Hancock sabía que no había ninguna evidencia científica que justificase la imposición de mascarillas. Pero el Gobierno tory vio cómo el Gobierno de Escocia iba a imponer el uso de mascarillas en los colegios, y decidieron seguirle para evitar que «los padres ingleses se vuelvan locos», como dijo un alto funcionario. El Gobierno británico, y léase esta frase con el español o muchos otros como sujeto, la única ciencia que atendió es a la de las encuestas. En realidad, que en una democracia de masas se imponga la estupidez colectiva frente al criterio de los científicos no debería extrañarnos. Casi lo más chocante es que tanto los políticos como los votantes necesiten revestir sus prejuicios con el manto de la ciencia.
Más relevante es que la pandemia puso en manos de los políticos nuevos poderes. Unos poderes extraordinarios, que sólo se justifican por la emergencia de una situación de crisis, pero cuyo uso desborda el propósito inicial. Los políticos del Partido Conservador tuvieron una conversación sobre cómo podían utilizar las regulaciones anticovid contra Nigel Farage.
Y, por supuesto, los encierros. Siempre fue dudoso que los confinamientos fueran a ser útiles. Lo único seguro es que suponían un ataque a nuestra libertad, y que iban a provocar otros males económicos, pero también sanitarios. Con la perspectiva del tiempo, hemos comprobado que los confinamientos son un fracaso, y que la alternativa de permitir que los individuos decidan protegerse por sí mismos era mucho mejor.
Los Lockdown files muestran que el Gobierno británico no tenía un refrendo científico que le aconsejara imponer los confinamientos. El Gobierno de Boris Johnson actuó con una mezcla de indecisión y testarudez que no fue bien digerida por el público. En ese contexto es en el que nuestro hombre, el secretario británico de Salud Matt Hancock, dijo que deberían «frighten the pants off everyone with the new (covid) strain», que se puede traducir como «asustar a todo el mundo con la nueva cepa (covid)». Pero la mención expresa a los pantalones sugiere una traducción más escatológica.

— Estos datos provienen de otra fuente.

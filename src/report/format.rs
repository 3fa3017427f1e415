//! Shared formatting helpers for terminal reporters.

use std::time::Duration;

use console::{Color, Style};

use crate::model::TestStatus;

/// Terminal colors used by reporters.
///
/// Styling is forced on or off explicitly so output does not depend on
/// whether stdout happens to be a terminal.
#[derive(Debug, Clone, PartialEq, Eq)]
pub struct Palette {
    enabled: bool,
    text: Option<Color>,
    fail: Color,
    pass: Color,
    skip: Color,
    detail: Color,
}

impl Palette {
    pub fn new(enabled: bool) -> Self {
        Self {
            enabled,
            text: None,
            fail: Color::Red,
            pass: Color::Green,
            skip: Color::Yellow,
            detail: Color::Blue,
        }
    }

    /// A palette that never emits escape codes.
    pub fn plain() -> Self {
        Self::new(false)
    }

    /// Applies `BOLT_TEXT_COLOR`, `BOLT_FAIL_COLOR`, `BOLT_PASS_COLOR`,
    /// `BOLT_SKIP_COLOR` and `BOLT_DETAIL_COLOR` overrides.
    ///
    /// Values are ANSI SGR foreground codes such as `31`. Unparseable
    /// values are ignored.
    pub fn with_env_overrides<F>(mut self, lookup: F) -> Self
    where
        F: Fn(&str) -> Option<String>,
    {
        let color = |name: &str| lookup(name).as_deref().and_then(parse_sgr_color);

        if let Some(c) = color("BOLT_TEXT_COLOR") {
            self.text = Some(c);
        }
        if let Some(c) = color("BOLT_FAIL_COLOR") {
            self.fail = c;
        }
        if let Some(c) = color("BOLT_PASS_COLOR") {
            self.pass = c;
        }
        if let Some(c) = color("BOLT_SKIP_COLOR") {
            self.skip = c;
        }
        if let Some(c) = color("BOLT_DETAIL_COLOR") {
            self.detail = c;
        }

        self
    }

    fn paint(&self, color: Option<Color>, text: &str) -> String {
        let mut style = Style::new().force_styling(self.enabled);
        if let Some(color) = color {
            style = style.fg(color);
        }

        style.apply_to(text).to_string()
    }

    pub fn text(&self, text: &str) -> String {
        self.paint(self.text, text)
    }

    pub fn fail(&self, text: &str) -> String {
        self.paint(Some(self.fail), text)
    }

    pub fn pass(&self, text: &str) -> String {
        self.paint(Some(self.pass), text)
    }

    pub fn skip(&self, text: &str) -> String {
        self.paint(Some(self.skip), text)
    }

    pub fn detail(&self, text: &str) -> String {
        self.paint(Some(self.detail), text)
    }

    /// Colors `text` by test status. Running tests use the detail color.
    pub fn status(&self, status: TestStatus, text: &str) -> String {
        match status {
            TestStatus::Pass => self.pass(text),
            TestStatus::Fail => self.fail(text),
            TestStatus::Skip => self.skip(text),
            TestStatus::Running => self.detail(text),
        }
    }

    /// Colors a coverage percentage: red below 50, yellow below 70.
    pub fn coverage(&self, coverage: f64, text: &str) -> String {
        if coverage < 50.0 {
            self.fail(text)
        } else if coverage < 70.0 {
            self.skip(text)
        } else {
            self.pass(text)
        }
    }
}

fn parse_sgr_color(value: &str) -> Option<Color> {
    let code: u8 = value.trim().parse().ok()?;

    match code {
        30..=37 => Some(Color::Color256(code - 30)),
        90..=97 => Some(Color::Color256(code - 90 + 8)),
        _ => None,
    }
}

/// Formats a duration with `places` decimals in the largest fitting unit.
///
/// ```
/// use bolt::report::format_duration;
/// use std::time::Duration;
///
/// assert_eq!(format_duration(Duration::from_millis(1500), 2), "1.50s");
/// assert_eq!(format_duration(Duration::from_secs(125), 1), "2m5.0s");
/// ```
pub fn format_duration(duration: Duration, places: usize) -> String {
    let nanos = duration.as_nanos();

    if nanos == 0 {
        "0s".to_string()
    } else if nanos < 1_000 {
        format!("{}ns", nanos)
    } else if nanos < 1_000_000 {
        format!("{:.*}µs", places, nanos as f64 / 1e3)
    } else if nanos < 1_000_000_000 {
        format!("{:.*}ms", places, nanos as f64 / 1e6)
    } else if duration.as_secs() < 60 {
        format!("{:.*}s", places, duration.as_secs_f64())
    } else {
        let secs = duration.as_secs();
        let rest = duration.as_secs_f64() - (secs - secs % 60) as f64;
        let minutes = secs / 60;

        if minutes < 60 {
            format!("{}m{:.*}s", minutes, places, rest)
        } else {
            format!("{}h{}m{:.*}s", minutes / 60, minutes % 60, places, rest)
        }
    }
}

#[cfg(test)]
mod tests {
    use super::*;

    #[test]
    fn test_format_duration() {
        assert_eq!(format_duration(Duration::ZERO, 2), "0s");
        assert_eq!(format_duration(Duration::from_nanos(152), 2), "152ns");
        assert_eq!(format_duration(Duration::from_nanos(1_500), 1), "1.5µs");
        assert_eq!(format_duration(Duration::from_micros(2_250), 2), "2.25ms");
        assert_eq!(format_duration(Duration::from_millis(60_000), 0), "1m0s");
        assert_eq!(
            format_duration(Duration::from_secs(3_725), 0),
            "1h2m5s"
        );
    }

    #[test]
    fn test_plain_palette() {
        let palette = Palette::plain();

        assert_eq!(palette.fail("boom"), "boom");
        assert_eq!(palette.status(TestStatus::Pass, "ok"), "ok");
    }

    #[test]
    fn test_enabled_palette_emits_escapes() {
        let palette = Palette::new(true);

        let painted = palette.fail("boom");
        assert!(painted.contains("\u{1b}["));
        assert!(painted.contains("boom"));
        assert_eq!(console::strip_ansi_codes(&painted), "boom");
    }

    #[test]
    fn test_env_overrides() {
        let palette = Palette::new(true).with_env_overrides(|name| match name {
            "BOLT_FAIL_COLOR" => Some("35".to_string()),
            "BOLT_PASS_COLOR" => Some("not a color".to_string()),
            "BOLT_DETAIL_COLOR" => Some("94".to_string()),
            _ => None,
        });

        assert_eq!(palette.fail, Color::Color256(5));
        assert_eq!(palette.pass, Color::Green);
        assert_eq!(palette.detail, Color::Color256(12));
        assert_eq!(palette.text, None);
    }

    #[test]
    fn test_coverage_colors() {
        let palette = Palette::new(true);

        assert_eq!(palette.coverage(10.0, "x"), palette.fail("x"));
        assert_eq!(palette.coverage(60.0, "x"), palette.skip("x"));
        assert_eq!(palette.coverage(90.0, "x"), palette.pass("x"));
    }
}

«La mejor vacuna contra el desengaño es una sana actitud de desconfianza»
El objetivo de la política del miedo lo pone en bandeja su asesor de comunicación Damon Poole: «Sí, eso es lo que facilitará un adecuado cambio del comportamiento» de los británicos. Hancock pregunta, entonces: «¿Cuándo diseminamos la nueva variante?». Eso vale para el virus infeccioso y para el informativo, con la necesaria colaboración de los medios de comunicación. Por otro lado, el funcionario Simon Case dijo que el factor miedo/culpa era «vital» para «intensificar los mensajes» del Gobierno en la imposición del tercer confinamiento.
En pleno debate sobre la conveniencia de mantener o no el confinamiento, todavía en junio de 2020, James Slack y Lee Cain, del equipo de comunicación del Gobierno, advirtieron de que adelantar el fin de los encierros de la población era una medida «demasiado adelantada para la opinión pública». En noviembre del mismo año, el consejo del ámbito científico era que se debía relajar la medida de imponer una cuarentena de 14 días a los contactos de los casos positivos. Hancock lo rechazó porque hacerlo «implicaría que nos habíamos estado equivocando».
Todo este asunto muestra que el poder es más fuerte que el color político. Este afán desordenado e insaciable por controlar la población no proviene de un gobierno comunista o laborista, sino de uno conservador.
También muestra que la conspiranoica, en ocasiones, es un estado provisional entre el juicio político más razonable y la emergencia de los datos que lo corroboran. En realidad, había que hacer un alarde de voluntarismo, ceguera y pensamiento-Guadiana para no querer ver que aquí, como siempre, como en todas partes, el Gobierno ha aprovechado una coyuntura favorable para controlarnos. Y que la mejor vacuna contra el desengaño es una sana actitud de desconfianza.